The group is relaxed — and focused. They’ve been working together on this piece on and off since September, and spent all of January preparing at their Kallio Stage performance space. The performers, both students and graduates from the Theatre Academy at Uniarts Helsinki, sit comfortably on the floor and observe while different pairs practice short dance interactions. Gurevitsch provides direction from the edge of the brightly-lit performance space in the darkened audience seats.
“I feel like I’m offering some starting points,” says Gurevitsch of her thematic direction for the piece, “things that we can, sort of, grab and grow from.” Quite deliberately, Gurevitsch involved not only dancers but also actors in the performance. She feels the different training they have changes their individual approaches, and thus, more interesting interactions between performers occur.
Gurevitsch provides the six performers with a certain amount of freedom during the piece, which means each individual show during its run in early February had its own unique interactions between performers. Still, she says she’s conditioned the performers to move and think in a certain way for the piece, and they choreographed several specific interactions. Gurevitsch describes her approach as “enabling the complexity of a moving body.”
Around the performers, imposing black columns flank Kallio Stage’s performance space, giving it the air of an amphitheater. The dancers writhe on the floor, practicing their movements and their interaction with the few carefully chosen materials in the space.
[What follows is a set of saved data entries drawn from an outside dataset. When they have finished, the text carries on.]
//! Sharded on-disk postings store.
//!
//! Terms are partitioned into shards by a [`ShardPartitioner`]. Each shard is
//! one JSON file (`shard-<key>.json`) holding a sorted object from term to its
//! postings list. Every write loads the whole shard, appends, and atomically
//! replaces the file, so a shard is never observed half written. A write that
//! touches several shards is not transactional: an error part way through
//! leaves the shards already written in place.

use std::collections::BTreeMap;
use std::sync::Arc;

use ahash::AHashMap;
use log::{debug, trace};
use parking_lot::Mutex;
use serde::{Deserialize, Serialize};

use crate::error::{MicrosearchError, Result};
use crate::index::partition::ShardPartitioner;
use crate::storage::{Storage, read_optional, write_atomic};

const SHARD_PREFIX: &str = "shard-";
const SHARD_SUFFIX: &str = ".json";

/// One document's occurrence count for a term.
#[derive(Debug, Clone, PartialEq, Eq, Serialize, Deserialize)]
pub struct Posting {
    /// The document the term occurred in.
    pub doc_id: String,
    /// Occurrences recorded by one indexing call.
    pub frequency: u32,
}

impl Posting {
    pub fn new<S: Into<String>>(doc_id: S, frequency: u32) -> Self {
        Posting {
            doc_id: doc_id.into(),
            frequency,
        }
    }
}

/// The in-memory form of one shard file.
pub type ShardData = BTreeMap<String, Vec<Posting>>;

/// How concurrent writers to the same shard are coordinated.
#[derive(Debug, Clone, Copy, PartialEq, Eq, Default, Serialize, Deserialize)]
#[serde(rename_all = "snake_case")]
pub enum ShardLocking {
    /// No coordination. Two writers merging into the same shard at once both
    /// read the old content and the later replacement wins, dropping the
    /// other's postings.
    #[default]
    None,
    /// Serialize read-merge-write cycles per shard key within this process.
    PerShard,
}

/// Persists and retrieves term postings, one file per shard.
#[derive(Debug)]
pub struct ShardStore {
    storage: Arc<dyn Storage>,
    partitioner: Arc<dyn ShardPartitioner>,
    locking: ShardLocking,
    locks: Mutex<AHashMap<String, Arc<Mutex<()>>>>,
}

impl ShardStore {
    /// Create a shard store over `storage`.
    pub fn new(
        storage: Arc<dyn Storage>,
        partitioner: Arc<dyn ShardPartitioner>,
        locking: ShardLocking,
    ) -> Self {
        ShardStore {
            storage,
            partitioner,
            locking,
            locks: Mutex::new(AHashMap::new()),
        }
    }

    /// The shard key `term` resolves to.
    pub fn shard_key(&self, term: &str) -> String {
        self.partitioner.shard_key(term)
    }

    /// File name of the shard with the given key.
    pub fn file_name(key: &str) -> String {
        format!("{SHARD_PREFIX}{key}{SHARD_SUFFIX}")
    }

    pub fn locking(&self) -> ShardLocking {
        self.locking
    }

    fn shard_lock(&self, key: &str) -> Option<Arc<Mutex<()>>> {
        match self.locking {
            ShardLocking::None => None,
            ShardLocking::PerShard => {
                let mut locks = self.locks.lock();
                Some(Arc::clone(locks.entry(key.to_string()).or_default()))
            }
        }
    }

    /// Load a whole shard. A shard that was never written is empty; a shard
    /// file that cannot be read or parsed is an error.
    pub fn load_shard(&self, key: &str) -> Result<ShardData> {
        let name = Self::file_name(key);
        let Some(bytes) = read_optional(self.storage.as_ref(), &name)? else {
            trace!("shard {name} does not exist yet");
            return Ok(ShardData::new());
        };

        let data: ShardData = serde_json::from_slice(&bytes)
            .map_err(|e| MicrosearchError::storage(format!("Malformed shard {name}: {e}")))?;
        debug!("loaded shard {name} with {} terms", data.len());
        Ok(data)
    }

    fn write_shard(&self, key: &str, data: &ShardData) -> Result<()> {
        let name = Self::file_name(key);
        let bytes = serde_json::to_vec(data)?;
        write_atomic(self.storage.as_ref(), &name, &bytes)?;
        debug!("wrote shard {name} with {} terms", data.len());
        Ok(())
    }

    /// Append a posting for `doc_id` under `term`.
    ///
    /// Earlier postings for the same document are kept; nothing is replaced.
    pub fn merge_postings(&self, term: &str, doc_id: &str, frequency: u32) -> Result<()> {
        let key = self.shard_key(term);
        let lock = self.shard_lock(&key);
        let _guard = lock.as_ref().map(|l| l.lock());

        let mut data = self.load_shard(&key)?;
        data.entry(term.to_string())
            .or_default()
            .push(Posting::new(doc_id, frequency));
        self.write_shard(&key, &data)
    }

    /// Append postings for `doc_id` under many terms.
    ///
    /// Equivalent to calling [`merge_postings`](Self::merge_postings) once per
    /// term, but each touched shard is read and replaced only once. Shards are
    /// written in key order; if one fails, the ones before it stay written.
    /// Returns the number of shards written.
    pub fn merge_batch<'a, I>(&self, doc_id: &str, terms: I) -> Result<usize>
    where
        I: IntoIterator<Item = (&'a str, u32)>,
    {
        let mut by_shard: BTreeMap<String, Vec<(&'a str, u32)>> = BTreeMap::new();
        for (term, frequency) in terms {
            by_shard
                .entry(self.shard_key(term))
                .or_default()
                .push((term, frequency));
        }

        for (key, terms) in &by_shard {
            let lock = self.shard_lock(key);
            let _guard = lock.as_ref().map(|l| l.lock());

            let mut data = self.load_shard(key)?;
            for (term, frequency) in terms {
                data.entry(term.to_string())
                    .or_default()
                    .push(Posting::new(doc_id, *frequency));
            }
            self.write_shard(key, &data)?;
        }

        Ok(by_shard.len())
    }

    /// Postings recorded for exactly `term`, empty if none.
    pub fn lookup(&self, term: &str) -> Result<Vec<Posting>> {
        let mut data = self.load_shard(&self.shard_key(term))?;
        Ok(data.remove(term).unwrap_or_default())
    }

    /// Postings for several terms, reading each shard once.
    ///
    /// Every requested term appears in the result, with an empty list when it
    /// has no postings.
    pub fn lookup_many<'a>(&self, terms: &[&'a str]) -> Result<BTreeMap<&'a str, Vec<Posting>>> {
        let mut by_shard: BTreeMap<String, Vec<&'a str>> = BTreeMap::new();
        for term in terms {
            by_shard.entry(self.shard_key(term)).or_default().push(*term);
        }

        let mut results = BTreeMap::new();
        for (key, terms) in by_shard {
            let mut data = self.load_shard(&key)?;
            for term in terms {
                results.insert(term, data.remove(term).unwrap_or_default());
            }
        }
        Ok(results)
    }

    /// Keys of all shards that exist in storage, sorted.
    pub fn shard_keys(&self) -> Result<Vec<String>> {
        Ok(self
            .storage
            .list_files()?
            .into_iter()
            .filter_map(|name| {
                name.strip_prefix(SHARD_PREFIX)
                    .and_then(|rest| rest.strip_suffix(SHARD_SUFFIX))
                    .map(str::to_string)
            })
            .collect())
    }
}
The most striking is a piece of plain brown plastic paper, which makes a delightfully loud crackling sound as the performers interact with it. Performer Tuuli Heinonen, an acting student, calls the material her “co-worker,” because of the dry quality it brings to the performance.
The contrasting columns also serve as comfortable nooks for sound designer Tom Lönnqvist and lighting designer Sofia Palillo, who sit on opposite sides of the performance space, constantly testing and adjusting lighting schemes or compositions, preparing for the fast-approaching opening of the show. Palillo’s control over the lighting is magical. During the rehearsal she switches between warm atmospheric lights, to sterile, revealing fluorescents, to moodier dynamic lighting which feels like sunlight in a sandstorm.
Lönnqvist, meanwhile, who’s contributions to “Dry Storm” are part of his thesis work, continues tweaking the third and final piece for the performance. It triggers a web of red wires stretched over the performance space to bounce, providing a tight, measured quality to the piece. Its mechanical movement contrasts with the organic interaction of bodies happening below.
In short, the whole performance resonated with a strange kind of harmony — the lighting, the sounds, and the organic and inorganic movement creating a starkly focused atmosphere for the audience, inviting them to take a closer look at an interpretation of the human condition.